> **EXERCISE INPUT**:
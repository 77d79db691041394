//! Pipeline orchestration

use super::types::{IndexReport, RunReport, SinkSelection, StageTimings};
use crate::config::{IndexConfig, OutputConfig, PipelineConfig, SourceConfig};
use crate::error::{Error, Result};
use crate::extract::{DelimitedFileCursor, DuckDbCursor, QueryCursor, RecordReader};
use crate::load::BulkLoader;
use crate::normalize::TimestampNormalizer;
use crate::output::{DelimitedWriter, WriteReport};
use crate::partition::{OrderedRecords, Partitioner};
use crate::schema::{MappingDefinition, SchemaMapper};
use crate::sink::IndexSink;
use crate::types::RecordSet;
use std::time::Instant;
use tracing::{error, info};

/// Open the cursor a source config describes
pub fn open_cursor(source: &SourceConfig) -> Result<Box<dyn QueryCursor>> {
    match source {
        SourceConfig::Duckdb {
            database, setup, ..
        } => {
            let cursor = DuckDbCursor::open(database)?;
            cursor.run_setup(setup)?;
            Ok(Box::new(cursor))
        }
        SourceConfig::Delimited { path, separator } => Ok(Box::new(
            DelimitedFileCursor::with_separator(path, separator.as_str()),
        )),
    }
}

/// Runs a configured batch from source to sinks.
///
/// One run is strictly sequential. Nothing guards against two runs at once:
/// overlapping runs writing the same files, or recreating the same index in
/// delete mode, race with each other.
#[derive(Debug, Clone)]
pub struct Pipeline {
    config: PipelineConfig,
}

impl Pipeline {
    /// Create a pipeline from a validated config
    pub fn new(config: PipelineConfig) -> Self {
        Self { config }
    }

    /// Pipeline configuration
    pub fn config(&self) -> &PipelineConfig {
        &self.config
    }

    /// Run the configured query and collect the result
    pub fn extract(&self, cursor: &mut dyn QueryCursor) -> Result<RecordSet> {
        let stream = RecordReader::new(cursor).read(self.config.source.sql())?;
        Ok(stream.into_record_set())
    }

    /// Normalize timestamps (when configured), sort, and partition
    pub fn prepare(&self, set: RecordSet) -> Result<OrderedRecords> {
        let mut partitioner = Partitioner::new();

        let set = match &self.config.timestamp {
            Some(ts) => {
                let set = TimestampNormalizer::new(ts.clone()).normalize(set)?;
                partitioner = partitioner.with_timestamp_field(ts.field.as_str());
                set
            }
            None => set,
        };

        if let Some(key) = &self.config.partition_key {
            partitioner = partitioner.with_partition_key(key.as_str());
        }

        partitioner.order(set)
    }

    /// Mapping the index path would create for this field list
    pub fn mapping_for(&self, fields: &[String]) -> Result<MappingDefinition> {
        let index = self.index_config()?;
        Ok(MappingDefinition::from_fields(fields, &index.timestamp_field))
    }

    /// Ensure the schema, then bulk load every record.
    ///
    /// Schema failures are returned; no load is attempted after one. A
    /// partial load is reported, not returned as an error.
    pub async fn index(
        &self,
        sink: &dyn IndexSink,
        ordered: &OrderedRecords,
    ) -> Result<IndexReport> {
        let index = self.index_config()?;
        let mapping = self.mapping_for(ordered.set.fields())?;

        let schema = SchemaMapper::new(sink, index.delete_mode)
            .ensure(&index.name, &mapping)
            .await?;

        let load = BulkLoader::new(sink, index.name.as_str(), index.timestamp_field.as_str())
            .load(ordered.set.records())
            .await?;

        Ok(IndexReport { schema, load })
    }

    /// Write delimited output, one file per partition when partitioned
    pub fn export(&self, ordered: &OrderedRecords) -> Result<WriteReport> {
        let output = self.output_config()?;
        let writer = DelimitedWriter::new(output.writer.clone());
        let fields = ordered.set.fields();

        if let Some(partitions) = &ordered.partitions {
            return Ok(writer.write_partitions(&output.path, fields, partitions));
        }

        let mut report = WriteReport::default();
        match writer.write_file(&output.path, fields, ordered.set.records()) {
            Ok(count) => report.written.push((output.path.clone(), count)),
            Err(e) if !e.is_run_fatal() => {
                error!(error = %e, "Output file failed");
                report.failed.push((output.path.clone(), e));
            }
            Err(e) => return Err(e),
        }
        Ok(report)
    }

    /// Run every selected stage.
    ///
    /// Extraction, timestamp and schema failures abort the run. The index
    /// path runs before the file sink, so a schema failure leaves no files
    /// behind.
    pub async fn run(
        &self,
        cursor: &mut dyn QueryCursor,
        sink: Option<&dyn IndexSink>,
        selection: SinkSelection,
    ) -> Result<RunReport> {
        let run_index = selection.includes_index() && self.config.index.is_some();
        let run_export = selection.includes_export() && self.config.output.is_some();
        if !run_index && !run_export {
            return Err(Error::config("No configured sink matches the selected command"));
        }

        let mut timings = StageTimings::default();

        let started = Instant::now();
        let set = self.extract(cursor)?;
        timings.extract = started.elapsed();
        info!(
            records = set.len(),
            fields = set.fields().len(),
            elapsed_ms = timings.extract.as_millis() as u64,
            "Extraction finished"
        );

        let started = Instant::now();
        let ordered = self.prepare(set)?;
        timings.prepare = started.elapsed();

        let mut report = RunReport {
            records: ordered.set.len(),
            ..RunReport::default()
        };

        if run_index {
            let sink =
                sink.ok_or_else(|| Error::config("Index sink is configured but not provided"))?;
            let started = Instant::now();
            let index = self.index(sink, &ordered).await.map_err(|e| {
                error!(error = %e, "Index path failed; aborting run");
                e
            })?;
            report.index = Some(index);
            let elapsed = started.elapsed();
            info!(elapsed_ms = elapsed.as_millis() as u64, "Index stage finished");
            timings.index = Some(elapsed);
        }

        if run_export {
            let started = Instant::now();
            let files = self.export(&ordered)?;
            let elapsed = started.elapsed();
            info!(
                files = files.written.len(),
                failed = files.failed.len(),
                elapsed_ms = elapsed.as_millis() as u64,
                "Export stage finished"
            );
            report.files = Some(files);
            timings.export = Some(elapsed);
        }

        report.timings = timings;
        Ok(report)
    }

    fn index_config(&self) -> Result<&IndexConfig> {
        self.config
            .index
            .as_ref()
            .ok_or_else(|| Error::missing_field("index"))
    }

    fn output_config(&self) -> Result<&OutputConfig> {
        self.config
            .output
            .as_ref()
            .ok_or_else(|| Error::missing_field("output"))
    }
}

> **TASK**: Among the lines above, return those that contain the string "default".

> **WRITTEN RESPONSE**:
        let mut report = WriteReport::default();
        let mut timings = StageTimings::default();
            ..RunReport::default()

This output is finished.